[DATA EXCERPTS — start]
//! Lexer for minimized boolean formulas.

use winnow::ascii::multispace0;
use winnow::combinator::alt;
use winnow::prelude::*;
use winnow::token::take_while;

/// Token types for formulas.
#[derive(Debug, Clone, PartialEq)]
pub enum Token {
    Ident(String), // variable or function name

    LParen, // (
    RParen, // )
    Comma,  // ,

    Eof,
}

/// A token with its byte offset in the input.
#[derive(Debug, Clone, PartialEq)]
pub struct Spanned {
    pub token: Token,
    pub offset: usize,
}

// Manually define PResult for resilience against winnow version changes
type PResult<T> = Result<T, winnow::error::ErrMode<winnow::error::ContextError>>;

/// Lex an identifier: a letter or underscore, then alphanumerics or underscores.
fn lex_ident(input: &mut &str) -> PResult<Token> {
    let first = take_while(1, |c: char| c.is_ascii_alphabetic() || c == '_').parse_next(input)?;
    let rest = take_while(0.., |c: char| c.is_ascii_alphanumeric() || c == '_').parse_next(input)?;
    Ok(Token::Ident(format!("{}{}", first, rest)))
}

/// Lex a single token.
fn lex_token(input: &mut &str) -> PResult<Token> {
    multispace0.parse_next(input)?;

    if input.is_empty() {
        return Ok(Token::Eof);
    }

    alt((
        "(".value(Token::LParen),
        ")".value(Token::RParen),
        ",".value(Token::Comma),
        lex_ident,
    ))
    .parse_next(input)
}

/// Tokenize the entire input. Errors carry the byte offset of the bad input.
pub fn tokenize(input: &str) -> Result<Vec<Spanned>, (usize, String)> {
    let mut remaining = input;
    let mut tokens = Vec::new();

    loop {
        let before = input.len() - remaining.len();
        match lex_token(&mut remaining) {
            Ok(Token::Eof) => break,
            Ok(token) => {
                let consumed = input.len() - remaining.len();
                let offset = before + leading_space(&input[before..consumed]);
                tokens.push(Spanned { token, offset });
            }
            Err(_) => {
                let offset = before + leading_space(&input[before..]);
                let rest: String = input[offset..].chars().take(16).collect();
                return Err((offset, format!("unexpected input '{}'", rest)));
            }
        }
    }

    tokens.push(Spanned {
        token: Token::Eof,
        offset: input.len(),
    });
    Ok(tokens)
}

fn leading_space(s: &str) -> usize {
    s.len() - s.trim_start().len()
}

#[cfg(test)]
mod tests {
    use super::*;

    fn tokens(input: &str) -> Vec<Token> {
        tokenize(input)
            .unwrap()
            .into_iter()
            .map(|spanned| spanned.token)
            .collect()
    }

    #[test]
    fn test_simple_call() {
        assert_eq!(
            tokens("And(v1, v2)"),
            vec![
                Token::Ident("And".into()),
                Token::LParen,
                Token::Ident("v1".into()),
                Token::Comma,
                Token::Ident("v2".into()),
                Token::RParen,
                Token::Eof,
            ]
        );
    }

    #[test]
    fn test_offsets() {
        let spanned = tokenize("  Not( v12 )\n").unwrap();
        let offsets: Vec<usize> = spanned.iter().map(|s| s.offset).collect();
        assert_eq!(offsets, vec![2, 5, 7, 11, 13]);
    }

    #[test]
    fn test_rejects_unknown_symbols() {
        let err = tokenize("And(v1, ~v2)").unwrap_err();
        assert_eq!(err.0, 8);
    }
}
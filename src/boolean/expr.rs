//! Boolean formulas over named variables.

use std::fmt;

/// A boolean formula. Renders as `And(v1, Or(v2, Not(v3)))`.
#[derive(Debug, Clone, PartialEq, Eq)]
pub enum BoolExpr {
    Var(String),
    Not(Box<BoolExpr>),
    And(Vec<BoolExpr>),
    Or(Vec<BoolExpr>),
}

impl BoolExpr {
    pub fn var(name: &str) -> Self {
        BoolExpr::Var(name.to_string())
    }

    pub fn negate(expr: BoolExpr) -> Self {
        BoolExpr::Not(Box::new(expr))
    }

    /// Variable names in order of first appearance.
    pub fn variables(&self) -> Vec<&str> {
        let mut names = Vec::new();
        self.collect_variables(&mut names);
        names
    }

    fn collect_variables<'a>(&'a self, names: &mut Vec<&'a str>) {
        match self {
            BoolExpr::Var(name) => {
                if !names.contains(&name.as_str()) {
                    names.push(name);
                }
            }
            BoolExpr::Not(inner) => inner.collect_variables(names),
            BoolExpr::And(items) | BoolExpr::Or(items) => {
                for item in items {
                    item.collect_variables(names);
                }
            }
        }
    }

    /// Evaluate with `value` giving each variable's truth.
    pub fn evaluate<F>(&self, value: &F) -> bool
    where
        F: Fn(&str) -> bool,
    {
        match self {
            BoolExpr::Var(name) => value(name),
            BoolExpr::Not(inner) => !inner.evaluate(value),
            BoolExpr::And(items) => items.iter().all(|item| item.evaluate(value)),
            BoolExpr::Or(items) => items.iter().any(|item| item.evaluate(value)),
        }
    }
}

impl fmt::Display for BoolExpr {
    fn fmt(&self, f: &mut fmt::Formatter<'_>) -> fmt::Result {
        match self {
            BoolExpr::Var(name) => write!(f, "{}", name),
            BoolExpr::Not(inner) => write!(f, "Not({})", inner),
            BoolExpr::And(items) => write_call(f, "And", items),
            BoolExpr::Or(items) => write_call(f, "Or", items),
        }
    }
}

fn write_call(f: &mut fmt::Formatter<'_>, name: &str, items: &[BoolExpr]) -> fmt::Result {
    write!(f, "{}(", name)?;
    for (idx, item) in items.iter().enumerate() {
        if idx > 0 {
            write!(f, ", ")?;
        }
        write!(f, "{}", item)?;
    }
    write!(f, ")")
}
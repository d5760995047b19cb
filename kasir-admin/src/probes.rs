/// Expected password probes for the user check
///
/// A probe table maps a login email to the plaintext password that should
/// verify against that user's stored hash. It is fixture data: the default
/// table comes from the seed accounts, and `KASIR_PROBE_FILE` can replace it
/// with a JSON object such as:
///
/// ```json
/// { "admin@kasir.com": "admin123", "gudang@kasir.com": "gudang123" }
/// ```
///
/// Lookups ignore case.

use crate::error::{AdminError, AdminResult};
use crate::seed::SeedAccount;
use std::collections::HashMap;
use std::path::Path;

#[derive(Debug, Clone, Default, PartialEq, Eq)]
pub struct ProbeTable {
    probes: HashMap<String, String>,
}

impl ProbeTable {
    /// Builds a table from explicit `(email, probe)` pairs
    pub fn from_pairs<I, E, P>(pairs: I) -> Self
    where
        I: IntoIterator<Item = (E, P)>,
        E: AsRef<str>,
        P: Into<String>,
    {
        let probes = pairs
            .into_iter()
            .map(|(email, probe)| (email.as_ref().to_lowercase(), probe.into()))
            .collect();
        Self { probes }
    }

    /// One probe per seed account
    pub fn from_seed(accounts: &[SeedAccount]) -> Self {
        Self::from_pairs(accounts.iter().map(|a| (&a.email, a.password.clone())))
    }

    /// Parses a JSON object of `email -> probe`
    pub fn from_json(json: &str) -> AdminResult<Self> {
        let pairs: HashMap<String, String> = serde_json::from_str(json)
            .map_err(|e| AdminError::Config(format!("Invalid probe file: {e}")))?;
        Ok(Self::from_pairs(pairs))
    }

    /// Reads and parses a probe file
    pub fn load(path: &Path) -> AdminResult<Self> {
        let json = std::fs::read_to_string(path).map_err(|e| {
            AdminError::Config(format!("Cannot read probe file {}: {e}", path.display()))
        })?;
        Self::from_json(&json)
    }

    /// Expected plaintext for `email`, if any
    pub fn probe_for(&self, email: &str) -> Option<&str> {
        self.probes.get(&email.to_lowercase()).map(String::as_str)
    }

    pub fn len(&self) -> usize {
        self.probes.len()
    }

    pub fn is_empty(&self) -> bool {
        self.probes.is_empty()
    }
}

#[cfg(test)]
mod tests {
    use super::*;
    use crate::seed::default_accounts;

    #[test]
    fn test_from_seed() {
        let table = ProbeTable::from_seed(&default_accounts());

        assert_eq!(table.len(), 2);
        assert_eq!(table.probe_for("admin@kasir.com"), Some("admin123"));
        assert_eq!(table.probe_for("kasir@kasir.com"), Some("kasir123"));
        assert_eq!(table.probe_for("gudang@kasir.com"), None);
    }

    #[test]
    fn test_lookup_ignores_case() {
        let table = ProbeTable::from_pairs([("Admin@Kasir.com", "admin123")]);
        assert_eq!(table.probe_for("ADMIN@kasir.COM"), Some("admin123"));
    }

    #[test]
    fn test_from_json() {
        let table =
            ProbeTable::from_json(r#"{"gudang@kasir.com": "gudang123"}"#).expect("valid JSON");
        assert_eq!(table.probe_for("gudang@kasir.com"), Some("gudang123"));
        assert!(table.probe_for("admin@kasir.com").is_none());
    }

    #[test]
    fn test_from_json_rejects_non_object() {
        assert!(matches!(
            ProbeTable::from_json(r#"["admin123"]"#),
            Err(AdminError::Config(_))
        ));
    }

    #[test]
    fn test_load_missing_file() {
        let result = ProbeTable::load(Path::new("/nonexistent/probes.json"));
        assert!(matches!(result, Err(AdminError::Config(msg)) if msg.contains("probes.json")));
    }
}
[DATA EXCERPTS — finish]
## ACTIVITY
Nothing beyond the line that contains "winnow version changes" belongs in the answer; reproduce the entries exactly from their first line through it.

## RESULT OF THE TASK
//! Lexer for minimized boolean formulas.

use winnow::ascii::multispace0;
use winnow::combinator::alt;
use winnow::prelude::*;
use winnow::token::take_while;

/// Token types for formulas.
#[derive(Debug, Clone, PartialEq)]
pub enum Token {
    Ident(String), // variable or function name

    LParen, // (
    RParen, // )
    Comma,  // ,

    Eof,
}

/// A token with its byte offset in the input.
#[derive(Debug, Clone, PartialEq)]
pub struct Spanned {
    pub token: Token,
    pub offset: usize,
}

// Manually define PResult for resilience against winnow version changes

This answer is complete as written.